## The task:
Each entry below has to be written out again without any change.

The records: Begin

//! Configuration module for Sockrelay
//!
//! This module provides configuration types and parsing for the relay.

mod relay;
mod transport;

pub use relay::{Config, ListenerConfig};
pub use transport::TcpConfig;

use anyhow::{Context, Result};
use std::path::Path;

/// Load configuration from a TOML file
pub fn load_config<P: AsRef<Path>>(path: P) -> Result<Config> {
    let content = std::fs::read_to_string(path.as_ref())
        .with_context(|| format!("Failed to read config file: {:?}", path.as_ref()))?;

    parse_config(&content)
}

/// Parse configuration from a TOML string
pub fn parse_config(content: &str) -> Result<Config> {
    toml::from_str(content).with_context(|| "Failed to parse configuration")
}

#[cfg(test)]
mod tests {
    use super::*;
    use std::io::Write;

    #[test]
    fn test_parse_minimal_config() {
        let config_str = r#"
[relay]
target_host = "example.onion"
"#;

        let config = parse_config(config_str).unwrap();
        assert_eq!(config.relay.target_host, "example.onion");
        assert_eq!(config.relay.target_port, 443);
        assert_eq!(config.relay.proxy_port, 9050);
        assert_eq!(config.relay.bind_port, 10443);
        assert!(config.relay.validate().is_ok());
    }

    #[test]
    fn test_parse_full_config() {
        let config_str = r#"
[relay]
bind_addr = "0.0.0.0"
bind_port = 8443
proxy_addr = "tor.internal"
proxy_port = 9150
target_host = "example.onion"
target_port = 8080
idle_timeout = 120
connect_timeout = 5

[relay.tcp]
nodelay = false
keepalive_secs = 30
keepalive_interval = 10
"#;

        let config = parse_config(config_str).unwrap();
        let relay = &config.relay;
        assert_eq!(relay.bind_addr, "0.0.0.0");
        assert_eq!(relay.bind_port, 8443);
        assert_eq!(relay.proxy_endpoint(), "tor.internal:9150");
        assert_eq!(relay.target_endpoint(), "example.onion:8080");
        assert_eq!(relay.idle_timeout, 120);
        assert_eq!(relay.connect_timeout, 5);
        assert!(!relay.tcp.nodelay);
        assert_eq!(relay.tcp.keepalive_secs, 30);
    }

    #[test]
    fn test_parse_config_missing_relay_table() {
        assert!(parse_config("").is_err());
    }

    #[test]
    fn test_load_config_from_file() {
        let mut file = tempfile::NamedTempFile::new().unwrap();
        writeln!(file, "[relay]\ntarget_host = \"file.onion\"\nbind_port = 0").unwrap();

        let config = load_config(file.path()).unwrap();
        assert_eq!(config.relay.target_host, "file.onion");
        assert_eq!(config.relay.bind_port, 0);
    }

    #[test]
    fn test_load_config_missing_file() {
        let result = load_config("/nonexistent/sockrelay.toml");
        assert!(result.is_err());
    }
}
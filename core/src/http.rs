//! HTTP transport types for the host-does-IO pattern.
//!
//! # Design
//! These types describe HTTP requests and responses as plain data. The core
//! crate builds `HttpRequest` values and parses `HttpResponse` values without
//! ever touching the network — the `Transport` implementation supplied by the
//! host executes the actual I/O. This separation keeps the core deterministic
//! and easy to test: unit tests script a fake transport, integration tests
//! plug in a real HTTP agent.
//!
//! All fields use owned types (`String`, `Vec`) so values carry no lifetime
//! concerns across the transport boundary.

use std::fmt;

/// HTTP method for a request.
#[derive(Debug, Clone, PartialEq, Eq)]
pub enum HttpMethod {
    Get,
    Post,
}

/// An HTTP request described as plain data.
///
/// Built by `TaskService::build_*` methods and handed to a [`Transport`] for
/// execution.
#[derive(Debug, Clone)]
pub struct HttpRequest {
    pub method: HttpMethod,
    pub path: String,
    pub headers: Vec<(String, String)>,
    pub body: Option<String>,
}

/// An HTTP response described as plain data.
///
/// Produced by a [`Transport`] after executing an `HttpRequest`, then passed
/// to `TaskService::parse_response` for deserialization.
#[derive(Debug, Clone)]
pub struct HttpResponse {
    pub status: u16,
    pub headers: Vec<(String, String)>,
    pub body: String,
}

/// Executes HTTP round trips on behalf of the core.
///
/// A non-2xx response is NOT a transport failure: it must be returned as an
/// `HttpResponse` so the caller can interpret the status. `Err` is reserved
/// for network-level failures — connection refused, DNS, timeouts — where no
/// response exists at all.
pub trait Transport {
    fn execute(&self, request: HttpRequest) -> Result<HttpResponse, TransportError>;
}

impl<T: Transport + ?Sized> Transport for &T {
    fn execute(&self, request: HttpRequest) -> Result<HttpResponse, TransportError> {
        (**self).execute(request)
    }
}

/// A network-level failure for which no HTTP response exists.
#[derive(Debug, Clone, PartialEq, Eq)]
pub struct TransportError(pub String);

impl fmt::Display for TransportError {
    fn fmt(&self, f: &mut fmt::Formatter<'_>) -> fmt::Result {
        write!(f, "transport failed: {}", self.0)
    }
}

impl std::error::Error for TransportError {}
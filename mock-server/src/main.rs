use tokio::net::TcpListener;
use tracing_subscriber::EnvFilter;

#[tokio::main]
async fn main() -> Result<(), std::io::Error> {
    tracing_subscriber::fmt()
        .with_env_filter(EnvFilter::try_from_default_env().unwrap_or_else(|_| "info".into()))
        .init();

    let port = std::env::var("PORT").unwrap_or_else(|_| "3000".to_string());
    let addr = format!("127.0.0.1:{port}");
    let listener = TcpListener::bind(&addr).await?;
    tracing::info!("listening on {addr}");
    mock_server::run(listener).await
}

The records: End

## Completed task:
//! Configuration module for Sockrelay
//!
//! This module provides configuration types and parsing for the relay.

mod relay;
mod transport;

pub use relay::{Config, ListenerConfig};
pub use transport::TcpConfig;

use anyhow::{Context, Result};
use std::path::Path;

/// Load configuration from a TOML file
pub fn load_config<P: AsRef<Path>>(path: P) -> Result<Config> {
    let content = std::fs::read_to_string(path.as_ref())
        .with_context(|| format!("Failed to read config file: {:?}", path.as_ref()))?;

    parse_config(&content)
}

/// Parse configuration from a TOML string
pub fn parse_config(content: &str) -> Result<Config> {
    toml::from_str(content).with_context(|| "Failed to parse configuration")
}

#[cfg(test)]
mod tests {
    use super::*;
    use std::io::Write;

    #[test]
    fn test_parse_minimal_config() {
        let config_str = r#"
[relay]
target_host = "example.onion"
"#;

        let config = parse_config(config_str).unwrap();
        assert_eq!(config.relay.target_host, "example.onion");
        assert_eq!(config.relay.target_port, 443);
        assert_eq!(config.relay.proxy_port, 9050);
        assert_eq!(config.relay.bind_port, 10443);
        assert!(config.relay.validate().is_ok());
    }

    #[test]
    fn test_parse_full_config() {
        let config_str = r#"
[relay]
bind_addr = "0.0.0.0"
bind_port = 8443
proxy_addr = "tor.internal"
proxy_port = 9150
target_host = "example.onion"
target_port = 8080
idle_timeout = 120
connect_timeout = 5

[relay.tcp]
nodelay = false
keepalive_secs = 30
keepalive_interval = 10
"#;

        let config = parse_config(config_str).unwrap();
        let relay = &config.relay;
        assert_eq!(relay.bind_addr, "0.0.0.0");
        assert_eq!(relay.bind_port, 8443);
        assert_eq!(relay.proxy_endpoint(), "tor.internal:9150");
        assert_eq!(relay.target_endpoint(), "example.onion:8080");
        assert_eq!(relay.idle_timeout, 120);
        assert_eq!(relay.connect_timeout, 5);
        assert!(!relay.tcp.nodelay);
        assert_eq!(relay.tcp.keepalive_secs, 30);
    }

    #[test]
    fn test_parse_config_missing_relay_table() {
        assert!(parse_config("").is_err());
    }

    #[test]
    fn test_load_config_from_file() {
        let mut file = tempfile::NamedTempFile::new().unwrap();
        writeln!(file, "[relay]\ntarget_host = \"file.onion\"\nbind_port = 0").unwrap();

        let config = load_config(file.path()).unwrap();
        assert_eq!(config.relay.target_host, "file.onion");
        assert_eq!(config.relay.bind_port, 0);
    }

    #[test]
    fn test_load_config_missing_file() {
        let result = load_config("/nonexistent/sockrelay.toml");
        assert!(result.is_err());
    }
}
filename core/src/http.rs
//! HTTP transport types for the host-does-IO pattern.
//!
//! # Design
//! These types describe HTTP requests and responses as plain data. The core
//! crate builds `HttpRequest` values and parses `HttpResponse` values without
//! ever touching the network — the `Transport` implementation supplied by the
//! host executes the actual I/O. This separation keeps the core deterministic
//! and easy to test: unit tests script a fake transport, integration tests
//! plug in a real HTTP agent.
//!
//! All fields use owned types (`String`, `Vec`) so values carry no lifetime
//! concerns across the transport boundary.

use std::fmt;

/// HTTP method for a request.
#[derive(Debug, Clone, PartialEq, Eq)]
pub enum HttpMethod {
    Get,
    Post,
}

/// An HTTP request described as plain data.
///
/// Built by `TaskService::build_*` methods and handed to a [`Transport`] for
/// execution.
#[derive(Debug, Clone)]
pub struct HttpRequest {
    pub method: HttpMethod,
    pub path: String,
    pub headers: Vec<(String, String)>,
    pub body: Option<String>,
}

/// An HTTP response described as plain data.
///
/// Produced by a [`Transport`] after executing an `HttpRequest`, then passed
/// to `TaskService::parse_response` for deserialization.
#[derive(Debug, Clone)]
pub struct HttpResponse {
    pub status: u16,
    pub headers: Vec<(String, String)>,
    pub body: String,
}

/// Executes HTTP round trips on behalf of the core.
///
/// A non-2xx response is NOT a transport failure: it must be returned as an
/// `HttpResponse` so the caller can interpret the status. `Err` is reserved
/// for network-level failures — connection refused, DNS, timeouts — where no
/// response exists at all.
pub trait Transport {
    fn execute(&self, request: HttpRequest) -> Result<HttpResponse, TransportError>;
}

impl<T: Transport + ?Sized> Transport for &T {
    fn execute(&self, request: HttpRequest) -> Result<HttpResponse, TransportError> {
        (**self).execute(request)
    }
}

/// A network-level failure for which no HTTP response exists.
#[derive(Debug, Clone, PartialEq, Eq)]
pub struct TransportError(pub String);

impl fmt::Display for TransportError {
    fn fmt(&self, f: &mut fmt::Formatter<'_>) -> fmt::Result {
        write!(f, "transport failed: {}", self.0)
    }
}

impl std::error::Error for TransportError {}
filename mock-server/src/main.rs
use tokio::net::TcpListener;
use tracing_subscriber::EnvFilter;

#[tokio::main]
async fn main() -> Result<(), std::io::Error> {
    tracing_subscriber::fmt()
        .with_env_filter(EnvFilter::try_from_default_env().unwrap_or_else(|_| "info".into()))
        .init();

    let port = std::env::var("PORT").unwrap_or_else(|_| "3000".to_string());
    let addr = format!("127.0.0.1:{port}");
    let listener = TcpListener::bind(&addr).await?;
    tracing::info!("listening on {addr}");
    mock_server::run(listener).await
}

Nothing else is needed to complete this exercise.